Não pense que por aqui a abolição da escravatura, em 1888, aconteceu porque os patrões se deram conta de que a escravidão era uma prática perversa. O questionamento a respeito do tráfico de escravos e da situação desumana a qual eram submetidos vem de muito, muito antes.
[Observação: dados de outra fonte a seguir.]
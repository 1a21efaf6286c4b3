//! Request extractors whose rejections render as the JSON error body.
//!
//! Axum's stock `Path`, `Query` and `Bytes` reject with plain text; these
//! wrappers keep the status and reuse the rejection text as `details`.

use std::sync::Arc;

use axum::body::Bytes;
use axum::extract::{FromRequest, FromRequestParts, Path, Query, Request};
use axum::http::request::Parts;

use crate::normalize::QueryParams;
use crate::state::AppState;
use crate::types::error::ErrorResponse;

/// Query string as a flat parameter map.
pub struct Params(pub QueryParams);

impl FromRequestParts<Arc<AppState>> for Params {
    type Rejection = ErrorResponse;

    async fn from_request_parts(
        parts: &mut Parts,
        state: &Arc<AppState>,
    ) -> std::result::Result<Self, Self::Rejection> {
        Query::<QueryParams>::from_request_parts(parts, state)
            .await
            .map(|Query(query)| Self(query))
            .map_err(|rej| ErrorResponse::rejection(rej.status(), rej.body_text()))
    }
}

/// The route's single wildcard capture.
pub struct Capture(pub String);

impl FromRequestParts<Arc<AppState>> for Capture {
    type Rejection = ErrorResponse;

    async fn from_request_parts(
        parts: &mut Parts,
        state: &Arc<AppState>,
    ) -> std::result::Result<Self, Self::Rejection> {
        Path::<String>::from_request_parts(parts, state)
            .await
            .map(|Path(capture)| Self(capture))
            .map_err(|rej| ErrorResponse::rejection(rej.status(), rej.body_text()))
    }
}

/// Raw request body, bounded by the configured body limit.
pub struct Body(pub Bytes);

impl FromRequest<Arc<AppState>> for Body {
    type Rejection = ErrorResponse;

    async fn from_request(
        req: Request,
        state: &Arc<AppState>,
    ) -> std::result::Result<Self, Self::Rejection> {
        Bytes::from_request(req, state)
            .await
            .map(Self)
            .map_err(|rej| ErrorResponse::rejection(rej.status(), rej.body_text()))
    }
}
Foi preciso bastante tempo e trabalho até essa história surtir algum efeito.

Dragão do Mar

O cearense Francisco José do Nascimento, conhecido como "Dragão do Mar", foi um dos grandes abolicionistas do nordeste brasileiro. Recusava-se a transportar escravos em sua jangada e, em 1881, liderou a greve dos jangadeiros contra a escravidão. No Ceará a escravidão acabou sendo extinta quatro anos antes da Lei Áurea.

 

Castro Alves

Um dos abolicionistas mais famosos, é célebre por seus poemas engajados, entre os quais, Vozes d’ África e Navio Negreiro. Fundou em 1869 a Sociedade Libertadora 7 de Setembro na Bahia. Atuante, conseguiu alforria para 500 escravos e difundiu a luta em prol dos ideais de liberdade em um jornal chamado “Abolicionista”. Morreu aos 24 anos, em 1871 sem ver a Lei Áurea ser assinada.

 

André Rebouças

O engenheiro André Rebouças é uma das grandes vozes da luta abolicionista brasileira. Participou da criação de algumas agremiações antiescravistas, como a Sociedade Brasileira Contra a Escravidão, a Sociedade Abolicionista e a Sociedade Central de Imigração. Defendia a emancipação do escravo e sua total integração social por meio da aquisição de terras. Com a proclamação da República teve que exilar-se na Europa, onde viveu até sua morte, em 1898, aos 60 anos. Antes disso, ajudou a desenvolver as colônias portuguesas na África.

 

Francisco de Paula Brito

Tipógrafo, jornalista, editor, tradutor, dramaturgo, letrista, contista e um dos grandes nomes da imprensa brasileira.  Publicou “O Homem de Cor”, primeiro jornal antirracista que mais tarde passou a ser chamado de “O Mulato”. Morreu aos 52 anos, 1861, sem ter visto a abolição da escravatura no seu país.

 

Luís Gama

Poeta abolicionista nascido em 1830, era filho de mãe escrava e pai branco. Foi vendido como escravo aos 10 anos de idade e só aprendeu a ler aos 17. Conquistou sua liberdade provando ser um homem livre diante da lei. Alistou-se no Exército, foi escrivão de Polícia, jornalista e advogado atuante em prol da causa abolicionista. Libertou mais de 500 escravos. É considerado um dos expoentes do Romancismo no Brasil.

 

Joaquim Nabuco

Foi um diplomata, jornalista, político abolicionista e um dos criadores da Academia Brasileira de Letras. Em 1880 fundou a Sociedade Brasileira Contra a Escravidão, que contava com a participação de André Rebouças. Entre suas obras voltadas ao tema estão O Abolicionismo (1883) e Escravos (1886). Nabuco também era um fervoroso defensor da total separação entre Estado e Igreja – o tão debatido estado laico.

 

José do Patrocínio

Filho de uma quitandeira com um padre, José do Patrocínio foi um desses abolicionistas que tinham a alma inspirada.  Era um jornalista polêmico e orador eloquente. Com o jornal Gazeta da Tarde fez ampliar a voz dos ideais abolicionistas. Terminou exilado por criticar demais o governo e problematizar a questão da população negra que, após a Lei Áurea, ainda continuava miserável.